Tencent's share price came under panic selling after the release of a draft regulation for online gaming sparked fears of a government crackdown on online gaming. However, the regulator tried to assuage market concerns by giving a positive review of the draft, but also approved 105 games for domestic release, a record single approval, and promised to review the controversial provisions on the basis of consultation with all parties. Many gaming companies have also announced share buyback programs.

 

The 2023 version of the National Medical Insurance Catalog was announced and will be implemented on January 1, 2024. The success rate and price reductions of drugs that are negotiated or auctioned into Medicare are better than expected. In particular, 25 innovative drugs participated in the negotiations, the success rate was 92%, and the average price reduction was 4.4% lower than in 2022.

 

A-share listed companies set off A buyback boom. As of December 29, more than 1,334 A-share listed companies (accounting for 25% of the total number of listed companies) have announced share buybacks this year, with A cumulative buyback amount of about 90.5 billion yuan.

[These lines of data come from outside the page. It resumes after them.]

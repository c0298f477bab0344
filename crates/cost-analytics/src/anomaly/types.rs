//! Anomaly detection output types

use chrono::{DateTime, NaiveDate, Utc};
use serde::{Deserialize, Serialize};
use std::collections::BTreeMap;
use uuid::Uuid;

/// Shape of an anomalous day
#[derive(Debug, Clone, Copy, PartialEq, Eq, Hash, PartialOrd, Ord, Serialize, Deserialize)]
#[serde(rename_all = "snake_case")]
pub enum AnomalyType {
    /// Sudden increase over the previous day
    Spike,
    /// Sudden decrease from the previous day
    Drop,
    /// Outlier without a large day-over-day move
    UnusualPattern,
}

impl AnomalyType {
    /// Classify from the day-over-day percent change
    pub fn from_pct_change(pct_change: f64) -> Self {
        if pct_change > 50.0 {
            AnomalyType::Spike
        } else if pct_change < -30.0 {
            AnomalyType::Drop
        } else {
            AnomalyType::UnusualPattern
        }
    }
}

impl std::fmt::Display for AnomalyType {
    fn fmt(&self, f: &mut std::fmt::Formatter<'_>) -> std::fmt::Result {
        match self {
            AnomalyType::Spike => write!(f, "spike"),
            AnomalyType::Drop => write!(f, "drop"),
            AnomalyType::UnusualPattern => write!(f, "unusual_pattern"),
        }
    }
}

/// Anomaly severity levels
#[derive(Debug, Clone, Copy, PartialEq, Eq, Hash, PartialOrd, Ord, Serialize, Deserialize)]
#[serde(rename_all = "snake_case")]
pub enum AnomalySeverity {
    /// Flagged, but within normal day-over-day movement
    Low,
    /// Worth a look in the next cost review
    Medium,
    /// Large deviation from recent spend
    High,
    /// Extreme deviation, act immediately
    Critical,
}

impl AnomalySeverity {
    /// Grade a flagged day from its decision score and percent change.
    ///
    /// Either signal alone is enough to reach a level.
    pub fn classify(anomaly_score: f64, pct_change: f64) -> Self {
        let magnitude = pct_change.abs();
        if anomaly_score < -0.3 || magnitude > 100.0 {
            AnomalySeverity::Critical
        } else if anomaly_score < -0.2 || magnitude > 50.0 {
            AnomalySeverity::High
        } else if anomaly_score < -0.1 || magnitude > 25.0 {
            AnomalySeverity::Medium
        } else {
            AnomalySeverity::Low
        }
    }
}

impl std::fmt::Display for AnomalySeverity {
    fn fmt(&self, f: &mut std::fmt::Formatter<'_>) -> std::fmt::Result {
        match self {
            AnomalySeverity::Low => write!(f, "low"),
            AnomalySeverity::Medium => write!(f, "medium"),
            AnomalySeverity::High => write!(f, "high"),
            AnomalySeverity::Critical => write!(f, "critical"),
        }
    }
}

/// A flagged day
#[derive(Debug, Clone, PartialEq, Serialize, Deserialize)]
pub struct AnomalyRecord {
    /// Billing day
    pub date: NaiveDate,
    /// Spend on that day
    pub cost: f64,
    /// Decision score; negative means the ensemble voted outlier
    pub anomaly_score: f64,
    /// Day-over-day change in percent
    pub pct_change: f64,
    /// Shape of the anomaly
    pub anomaly_type: AnomalyType,
    /// Severity
    pub severity: AnomalySeverity,
}

/// Result of a training run
#[derive(Debug, Clone, PartialEq, Serialize, Deserialize)]
pub struct TrainingSummary {
    /// Identifier of the trained model
    pub model_id: Uuid,
    /// Rows the model was fitted on
    pub samples: usize,
    /// Training rows the ensemble votes as outliers
    pub anomalies_detected: usize,
    /// anomalies_detected / samples
    pub anomaly_rate: f64,
    /// When training finished
    pub trained_at: DateTime<Utc>,
}

/// Aggregate view over a detection run
#[derive(Debug, Clone, Default, PartialEq, Serialize, Deserialize)]
pub struct AnomalySummary {
    /// Number of flagged days
    pub total_anomalies: usize,
    /// Count per anomaly type
    pub by_type: BTreeMap<AnomalyType, usize>,
    /// Count per severity
    pub by_severity: BTreeMap<AnomalySeverity, usize>,
    /// Spend on flagged days
    pub anomalous_cost: f64,
    /// Most negative score seen
    pub lowest_score: Option<f64>,
    /// Most recent flagged day
    pub latest_anomaly: Option<NaiveDate>,
}

impl AnomalySummary {
    /// Summarize a set of records
    pub fn from_records(records: &[AnomalyRecord]) -> Self {
        let mut summary = Self {
            total_anomalies: records.len(),
            ..Default::default()
        };

        for record in records {
            *summary.by_type.entry(record.anomaly_type).or_insert(0) += 1;
            *summary.by_severity.entry(record.severity).or_insert(0) += 1;
            summary.anomalous_cost += record.cost;

            summary.lowest_score = Some(match summary.lowest_score {
                Some(s) => s.min(record.anomaly_score),
                None => record.anomaly_score,
            });
            if summary.latest_anomaly.map_or(true, |d| record.date > d) {
                summary.latest_anomaly = Some(record.date);
            }
        }

        summary
    }

    /// Highest severity present
    pub fn worst_severity(&self) -> Option<AnomalySeverity> {
        self.by_severity.keys().next_back().copied()
    }
}

/// Aggregate counts over a detection run
pub fn summarize(records: &[AnomalyRecord]) -> AnomalySummary {
    AnomalySummary::from_records(records)
}
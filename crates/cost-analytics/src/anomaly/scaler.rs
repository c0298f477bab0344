//! Per-feature standardization fitted at train time and replayed at detect time

use crate::error::{CostAnalyticsError, CostAnalyticsResult};
use serde::{Deserialize, Serialize};

/// Zero-mean, unit-variance scaling with statistics frozen at fit time
#[derive(Debug, Clone, PartialEq, Serialize, Deserialize)]
pub struct StandardScaler {
    /// Per-feature mean
    pub mean: Vec<f64>,
    /// Per-feature population standard deviation; 1.0 where a feature was constant
    pub scale: Vec<f64>,
}

impl StandardScaler {
    /// Fit on row-major data
    pub fn fit<const N: usize>(rows: &[[f64; N]]) -> CostAnalyticsResult<Self> {
        if rows.is_empty() {
            return Err(CostAnalyticsError::CalculationError {
                details: "cannot fit scaler on an empty matrix".to_string(),
            });
        }

        let count = rows.len() as f64;
        let mut mean = vec![0.0; N];
        for row in rows {
            for (m, v) in mean.iter_mut().zip(row) {
                *m += v;
            }
        }
        mean.iter_mut().for_each(|m| *m /= count);

        let mut scale = vec![0.0; N];
        for row in rows {
            for ((s, v), m) in scale.iter_mut().zip(row).zip(&mean) {
                *s += (v - m).powi(2);
            }
        }
        let scale = scale
            .into_iter()
            .map(|s| {
                let std = (s / count).sqrt();
                if std > 0.0 && std.is_finite() {
                    std
                } else {
                    1.0
                }
            })
            .collect();

        Ok(Self { mean, scale })
    }

    /// Number of features the scaler was fitted on
    pub fn n_features(&self) -> usize {
        self.mean.len()
    }

    /// Apply the stored statistics
    pub fn transform<const N: usize>(&self, rows: &[[f64; N]]) -> CostAnalyticsResult<Vec<Vec<f64>>> {
        if N != self.n_features() {
            return Err(CostAnalyticsError::CalculationError {
                details: format!(
                    "scaler fitted on {} features, got {}",
                    self.n_features(),
                    N
                ),
            });
        }

        Ok(rows
            .iter()
            .map(|row| {
                row.iter()
                    .zip(self.mean.iter().zip(&self.scale))
                    .map(|(v, (m, s))| (v - m) / s)
                    .collect()
            })
            .collect())
    }
}
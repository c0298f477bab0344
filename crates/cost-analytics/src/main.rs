//! cost-analytics command-line tool
//!
//! Usage:
//!   cost-analytics detect --input costs.json [--summary]
//!   cost-analytics forecast --input costs.json --periods 30
//!   cost-analytics rightsize --inventory resources.json --metrics samples.json

mod cli;

use anyhow::Result;
use clap::Parser;
use tracing_subscriber::{layer::SubscriberExt, util::SubscriberInitExt};

use cli::Cli;

fn main() -> Result<()> {
    let cli = Cli::parse();

    // Initialize tracing based on verbosity; logs go to stderr so stdout stays JSON
    let filter = match cli.verbose {
        0 => "warn",
        1 => "info",
        2 => "debug",
        _ => "trace",
    };

    tracing_subscriber::registry()
        .with(
            tracing_subscriber::EnvFilter::try_from_default_env()
                .unwrap_or_else(|_| filter.into()),
        )
        .with(tracing_subscriber::fmt::layer().with_writer(std::io::stderr))
        .init();

    let config = cli::load_config(cli.config.as_deref())?;
    tracing::debug!(strategy = %config.forecast.strategy, "Loaded configuration");

    cli.command.execute(config)
}
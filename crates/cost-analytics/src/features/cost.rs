//! Daily cost feature extraction
//!
//! Turns an ordered cost series into one [`FeatureVector`] per day: deltas,
//! trailing rolling statistics, a rolling z-score, calendar fields and lags.
//! Values that are undefined at the edges of the series (the first delta, a
//! rolling std over a single point, lags before the start) are filled forward,
//! then backward, then with zero.

use super::stats::{mean_or_zero, sample_std, EPSILON};
use crate::error::CostAnalyticsResult;
use crate::series::{daily_totals, CostObservation};
use chrono::{Datelike, Duration as ChronoDuration, NaiveDate, Weekday};
use serde::{Deserialize, Serialize};
use tracing::debug;

/// Short rolling window in days
pub const SHORT_WINDOW: usize = 7;
/// Long rolling window in days
pub const LONG_WINDOW: usize = 30;

/// Number of columns in the anomaly feature matrix
pub const ANOMALY_FEATURE_COUNT: usize = 10;

/// Column names of the anomaly feature matrix, in column order
pub const ANOMALY_FEATURE_NAMES: [&str; ANOMALY_FEATURE_COUNT] = [
    "daily_cost",
    "delta",
    "pct_change",
    "rolling_mean_7",
    "rolling_std_7",
    "z_score",
    "day_of_week",
    "is_weekend",
    "lag_1",
    "lag_7",
];

/// Derived features for one day of spend
#[derive(Debug, Clone, PartialEq, Serialize, Deserialize)]
pub struct FeatureVector {
    /// Billing day
    pub date: NaiveDate,
    /// Total spend for the day
    pub daily_cost: f64,
    /// Day-over-day change
    pub delta: f64,
    /// Day-over-day change in percent
    pub pct_change: f64,
    /// Trailing 7-day mean
    pub rolling_mean_7: f64,
    /// Trailing 7-day sample standard deviation
    pub rolling_std_7: f64,
    /// Trailing 30-day mean
    pub rolling_mean_30: f64,
    /// Trailing 30-day sample standard deviation
    pub rolling_std_30: f64,
    /// Distance from the 7-day mean in 7-day standard deviations
    pub z_score: f64,
    /// Monday = 0 .. Sunday = 6
    pub day_of_week: u32,
    /// 1..=31
    pub day_of_month: u32,
    /// 1..=12
    pub month: u32,
    /// Calendar year
    pub year: i32,
    /// Saturday or Sunday
    pub is_weekend: bool,
    /// Cost one row earlier
    pub lag_1: f64,
    /// Cost seven rows earlier
    pub lag_7: f64,
    /// Cost thirty rows earlier
    pub lag_30: f64,
}

impl FeatureVector {
    /// Project onto the anomaly detector's fixed column subset
    pub fn anomaly_features(&self) -> [f64; ANOMALY_FEATURE_COUNT] {
        [
            self.daily_cost,
            self.delta,
            self.pct_change,
            self.rolling_mean_7,
            self.rolling_std_7,
            self.z_score,
            f64::from(self.day_of_week),
            if self.is_weekend { 1.0 } else { 0.0 },
            self.lag_1,
            self.lag_7,
        ]
    }
}

/// Windowed feature matrix consumed by the anomaly detector
#[derive(Debug, Clone, PartialEq)]
pub struct AnomalyFeatureMatrix {
    /// Full feature records for the window, in date order
    pub features: Vec<FeatureVector>,
    /// Projected rows, parallel to `features`
    pub rows: Vec<[f64; ANOMALY_FEATURE_COUNT]>,
}

impl AnomalyFeatureMatrix {
    /// Column names in order
    pub fn feature_names(&self) -> Vec<String> {
        ANOMALY_FEATURE_NAMES.iter().map(|s| s.to_string()).collect()
    }

    /// Number of rows
    pub fn len(&self) -> usize {
        self.rows.len()
    }

    /// Whether the window contained no rows
    pub fn is_empty(&self) -> bool {
        self.rows.is_empty()
    }
}

/// Extract per-day features from a cost series.
///
/// Service-tagged observations are summed per day first. Input does not need to
/// be sorted; duplicate or non-finite observations are rejected.
pub fn extract_cost_features(
    observations: &[CostObservation],
) -> CostAnalyticsResult<Vec<FeatureVector>> {
    let daily = daily_totals(observations)?;
    if daily.is_empty() {
        return Ok(Vec::new());
    }

    let costs: Vec<f64> = daily.iter().map(|o| o.cost).collect();
    let n = costs.len();

    let delta: Vec<Option<f64>> = (0..n)
        .map(|i| (i > 0).then(|| costs[i] - costs[i - 1]))
        .collect();

    let pct_change: Vec<Option<f64>> = (0..n)
        .map(|i| {
            if i == 0 || costs[i - 1] == 0.0 {
                None
            } else {
                Some((costs[i] - costs[i - 1]) / costs[i - 1] * 100.0)
            }
        })
        .collect();

    let (mean_7, std_7) = rolling(&costs, SHORT_WINDOW);
    let (mean_30, std_30) = rolling(&costs, LONG_WINDOW);

    let z_score: Vec<Option<f64>> = (0..n)
        .map(|i| match (mean_7[i], std_7[i]) {
            (Some(m), Some(s)) => Some((costs[i] - m) / (s + EPSILON)),
            _ => None,
        })
        .collect();

    let delta = fill_gaps(&delta);
    let pct_change = fill_gaps(&pct_change);
    let mean_7 = fill_gaps(&mean_7);
    let std_7 = fill_gaps(&std_7);
    let mean_30 = fill_gaps(&mean_30);
    let std_30 = fill_gaps(&std_30);
    let z_score = fill_gaps(&z_score);
    let lag_1 = fill_gaps(&lag(&costs, 1));
    let lag_7 = fill_gaps(&lag(&costs, 7));
    let lag_30 = fill_gaps(&lag(&costs, 30));

    let features = daily
        .iter()
        .enumerate()
        .map(|(i, obs)| {
            let weekday = obs.date.weekday();
            FeatureVector {
                date: obs.date,
                daily_cost: obs.cost,
                delta: delta[i],
                pct_change: pct_change[i],
                rolling_mean_7: mean_7[i],
                rolling_std_7: std_7[i],
                rolling_mean_30: mean_30[i],
                rolling_std_30: std_30[i],
                z_score: z_score[i],
                day_of_week: weekday.num_days_from_monday(),
                day_of_month: obs.date.day(),
                month: obs.date.month(),
                year: obs.date.year(),
                is_weekend: matches!(weekday, Weekday::Sat | Weekday::Sun),
                lag_1: lag_1[i],
                lag_7: lag_7[i],
                lag_30: lag_30[i],
            }
        })
        .collect::<Vec<_>>();

    debug!(rows = features.len(), "Extracted cost features");
    Ok(features)
}

/// Restrict to the trailing `lookback_days` and project onto the anomaly columns.
///
/// The window is measured back from the newest date present, so a series that
/// stopped reporting a week ago still yields a full window.
pub fn prepare_anomaly_feature_matrix(
    observations: &[CostObservation],
    lookback_days: u32,
) -> CostAnalyticsResult<AnomalyFeatureMatrix> {
    let daily = daily_totals(observations)?;

    let windowed: Vec<CostObservation> = match daily.last().map(|o| o.date) {
        Some(max_date) => {
            let cutoff = max_date - ChronoDuration::days(i64::from(lookback_days));
            daily.into_iter().filter(|o| o.date >= cutoff).collect()
        }
        None => Vec::new(),
    };

    let features = extract_cost_features(&windowed)?;
    let rows = features.iter().map(FeatureVector::anomaly_features).collect();

    Ok(AnomalyFeatureMatrix { features, rows })
}

/// Trailing rolling mean and sample std with a minimum period of one
fn rolling(values: &[f64], window: usize) -> (Vec<Option<f64>>, Vec<Option<f64>>) {
    values
        .iter()
        .enumerate()
        .map(|(i, _)| {
            let start = (i + 1).saturating_sub(window);
            let slice = &values[start..=i];
            (Some(mean_or_zero(slice)), sample_std(slice))
        })
        .unzip()
}

fn lag(values: &[f64], offset: usize) -> Vec<Option<f64>> {
    (0..values.len())
        .map(|i| (i >= offset).then(|| values[i - offset]))
        .collect()
}

/// Forward fill, then backward fill, then zero
fn fill_gaps(column: &[Option<f64>]) -> Vec<f64> {
    let mut last = None;
    let forward: Vec<Option<f64>> = column
        .iter()
        .map(|value| {
            if value.is_some() {
                last = *value;
            }
            last
        })
        .collect();

    let first_valid = forward.iter().flatten().next().copied();
    forward
        .into_iter()
        .map(|value| value.or(first_valid).unwrap_or(0.0))
        .collect()
}

#[cfg(test)]
mod tests {
    use super::*;

    fn series(costs: &[f64]) -> Vec<CostObservation> {
        let start = NaiveDate::from_ymd_opt(2024, 1, 1).unwrap();
        costs
            .iter()
            .enumerate()
            .map(|(i, &c)| CostObservation::new(start + ChronoDuration::days(i as i64), c))
            .collect()
    }

    #[test]
    fn test_fill_gaps_order() {
        let column = vec![None, None, Some(2.0), None, Some(5.0), None];
        assert_eq!(fill_gaps(&column), vec![2.0, 2.0, 2.0, 2.0, 5.0, 5.0]);

        let empty: Vec<Option<f64>> = vec![None, None];
        assert_eq!(fill_gaps(&empty), vec![0.0, 0.0]);
    }

    #[test]
    fn test_single_row_resolves_to_zero() {
        let features = extract_cost_features(&series(&[120.0])).unwrap();
        assert_eq!(features.len(), 1);

        let f = &features[0];
        assert_eq!(f.pct_change, 0.0);
        assert_eq!(f.delta, 0.0);
        assert_eq!(f.lag_1, 0.0);
        assert_eq!(f.lag_7, 0.0);
        assert_eq!(f.lag_30, 0.0);
        assert_eq!(f.rolling_std_7, 0.0);
        assert_eq!(f.rolling_mean_7, 120.0);
        assert!(f.z_score.is_finite());
    }

    #[test]
    fn test_first_row_backfilled() {
        let features = extract_cost_features(&series(&[100.0, 110.0, 121.0])).unwrap();

        assert!((features[1].pct_change - 10.0).abs() < 1e-9);
        assert!((features[2].pct_change - 10.0).abs() < 1e-9);
        // First row takes the first defined value
        assert!((features[0].pct_change - 10.0).abs() < 1e-9);
        assert_eq!(features[0].delta, 10.0);
        assert_eq!(features[0].lag_1, 100.0);
        assert_eq!(features[2].lag_1, 110.0);
    }

    #[test]
    fn test_rolling_windows() {
        let costs: Vec<f64> = (1..=10).map(f64::from).collect();
        let features = extract_cost_features(&series(&costs)).unwrap();

        // Mean of 4..=10
        assert!((features[9].rolling_mean_7 - 7.0).abs() < 1e-9);
        // Mean of 1..=10, window not yet full
        assert!((features[9].rolling_mean_30 - 5.5).abs() < 1e-9);
        assert_eq!(features[9].lag_7, 3.0);
        // No 30-day lag exists, backfill has nothing to use
        assert_eq!(features[9].lag_30, 0.0);
    }

    #[test]
    fn test_zero_previous_cost_does_not_divide() {
        let features = extract_cost_features(&series(&[0.0, 0.0, 50.0, 60.0])).unwrap();
        assert!(features.iter().all(|f| f.pct_change.is_finite()));
        assert!((features[3].pct_change - 20.0).abs() < 1e-9);
    }

    #[test]
    fn test_calendar_fields() {
        // 2024-01-06 is a Saturday
        let obs = vec![CostObservation::new(
            NaiveDate::from_ymd_opt(2024, 1, 6).unwrap(),
            10.0,
        )];
        let f = &extract_cost_features(&obs).unwrap()[0];
        assert_eq!(f.day_of_week, 5);
        assert!(f.is_weekend);
        assert_eq!(f.day_of_month, 6);
        assert_eq!(f.month, 1);
        assert_eq!(f.year, 2024);
    }

    #[test]
    fn test_lookback_window_relative_to_max_date() {
        let costs: Vec<f64> = (0..120).map(|i| 100.0 + i as f64).collect();
        let matrix = prepare_anomaly_feature_matrix(&series(&costs), 30).unwrap();

        // Inclusive cutoff: max_date - 30 days .. max_date
        assert_eq!(matrix.len(), 31);
        assert_eq!(matrix.rows[0].len(), ANOMALY_FEATURE_COUNT);
        assert_eq!(matrix.feature_names()[5], "z_score");
        assert_eq!(matrix.rows[30][0], 219.0);
    }

    #[test]
    fn test_empty_series() {
        assert!(extract_cost_features(&[]).unwrap().is_empty());
        assert!(prepare_anomaly_feature_matrix(&[], 90).unwrap().is_empty());
    }
}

A large number of buybacks by listed companies are conducive to boosting investor confidence.

 

We expect Taiwan's leadership election on January 13 to end peacefully, which would remove one of investors' concerns; Heading into 2024, however, the acrimony of the US presidential campaign could once again exacerbate US-China tensions; Rising protectionism in the West will pose a further threat to China's exports; Of course, the Fed's "inflation is transitory" doves will also face challenges.

 

With the recent slowdown of inflation pressure in the United States, the market expects that the Federal Reserve will cut interest rates several times next year, the US dollar index is under pressure, and the depreciation pressure of emerging market currencies is relieved. We expect further RRR cuts and interest rate cuts next year, and investors will return to the market as more positive and sustained signals of economic recovery emerge.